(Saved data entries)
##############################
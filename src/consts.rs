//! Project-wide constants.

use std::path::PathBuf;

use anyhow::{Context, Result};

pub const REPO: &str = env!("CARGO_PKG_REPOSITORY");

/// Base domain used for event check-in links when nothing else is configured.
pub const DEFAULT_DOMAIN: &str = "http://localhost:3000";

/// Environment variable consulted for the base domain.
pub const DOMAIN_ENV_VAR: &str = "ORGDESK_DOMAIN";

/// Edge length, in pixels, of rendered check-in QR codes.
pub const QR_MIN_DIMENSION: u32 = 240;

/// Default database path: `~/.orgdesk/orgdesk.db`.
/// Single DB for documents, the session, and config.
pub fn default_db_path() -> Result<PathBuf> {
    let home = dirs::home_dir().context("cannot determine home directory")?;
    Ok(home.join(".orgdesk").join("orgdesk.db"))
}

#[cfg(test)]
mod tests {
    use super::*;

    #[test]
    fn consts_are_non_empty() {
        assert!(!REPO.is_empty());
        assert!(DEFAULT_DOMAIN.starts_with("http"));
        assert!(!DOMAIN_ENV_VAR.is_empty());
    }

    #[test]
    fn default_domain_has_no_trailing_slash() {
        assert!(!DEFAULT_DOMAIN.ends_with('/'));
    }
}
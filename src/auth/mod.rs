pub mod storage;

pub use storage::{Session, SessionStorage};

use anyhow::{Context, Result, bail};
use async_trait::async_trait;
use chrono::Utc;

use crate::model::UserId;
use crate::store::UserRepository;
use crate::store::sqlite::SqliteStore;

/// The sign-in state the decision flow can revoke.
///
/// After `invalidate` the caller must sign in again before acting; the
/// fresh session picks up any role change made in between.
#[async_trait]
pub trait SessionControl: Send + Sync {
    async fn invalidate(&self) -> Result<()>;
}

/// Sign in as an existing user, replacing any current session.
///
/// Used by the `orgdesk login` subcommand.
pub async fn login(db_path: &str, user_id: &UserId) -> Result<Session> {
    let store = SqliteStore::open(db_path).context("failed to open store")?;
    let Some(user) = store.get_by_id(user_id).await? else {
        bail!("no such user: {user_id}");
    };
    let session = Session {
        user_id: user.id,
        kind: user.kind,
        signed_in_at: Utc::now(),
    };
    let storage = SessionStorage::open(db_path).context("failed to open session storage")?;
    storage
        .set(&session)
        .context("failed to save session")?;
    tracing::info!(user_id = %session.user_id, kind = %session.kind, "signed in");
    Ok(session)
}

/// Drop the current session, if any.
pub fn logout(db_path: &str) -> Result<()> {
    let storage = SessionStorage::open(db_path).context("failed to open session storage")?;
    storage.clear().context("failed to remove session")?;
    Ok(())
}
##############################
> Exercise goal
When copying the data above, please keep exactly the lines from its first line through the line with "Used by the", both ends included, and drop the rest.

> Answer for the task
filename src/consts.rs
//! Project-wide constants.

use std::path::PathBuf;

use anyhow::{Context, Result};

pub const REPO: &str = env!("CARGO_PKG_REPOSITORY");

/// Base domain used for event check-in links when nothing else is configured.
pub const DEFAULT_DOMAIN: &str = "http://localhost:3000";

/// Environment variable consulted for the base domain.
pub const DOMAIN_ENV_VAR: &str = "ORGDESK_DOMAIN";

/// Edge length, in pixels, of rendered check-in QR codes.
pub const QR_MIN_DIMENSION: u32 = 240;

/// Default database path: `~/.orgdesk/orgdesk.db`.
/// Single DB for documents, the session, and config.
pub fn default_db_path() -> Result<PathBuf> {
    let home = dirs::home_dir().context("cannot determine home directory")?;
    Ok(home.join(".orgdesk").join("orgdesk.db"))
}

#[cfg(test)]
mod tests {
    use super::*;

    #[test]
    fn consts_are_non_empty() {
        assert!(!REPO.is_empty());
        assert!(DEFAULT_DOMAIN.starts_with("http"));
        assert!(!DOMAIN_ENV_VAR.is_empty());
    }

    #[test]
    fn default_domain_has_no_trailing_slash() {
        assert!(!DEFAULT_DOMAIN.ends_with('/'));
    }
}
filename src/auth/mod.rs
pub mod storage;

pub use storage::{Session, SessionStorage};

use anyhow::{Context, Result, bail};
use async_trait::async_trait;
use chrono::Utc;

use crate::model::UserId;
use crate::store::UserRepository;
use crate::store::sqlite::SqliteStore;

/// The sign-in state the decision flow can revoke.
///
/// After `invalidate` the caller must sign in again before acting; the
/// fresh session picks up any role change made in between.
#[async_trait]
pub trait SessionControl: Send + Sync {
    async fn invalidate(&self) -> Result<()>;
}

/// Sign in as an existing user, replacing any current session.
///
/// Used by the `orgdesk login` subcommand.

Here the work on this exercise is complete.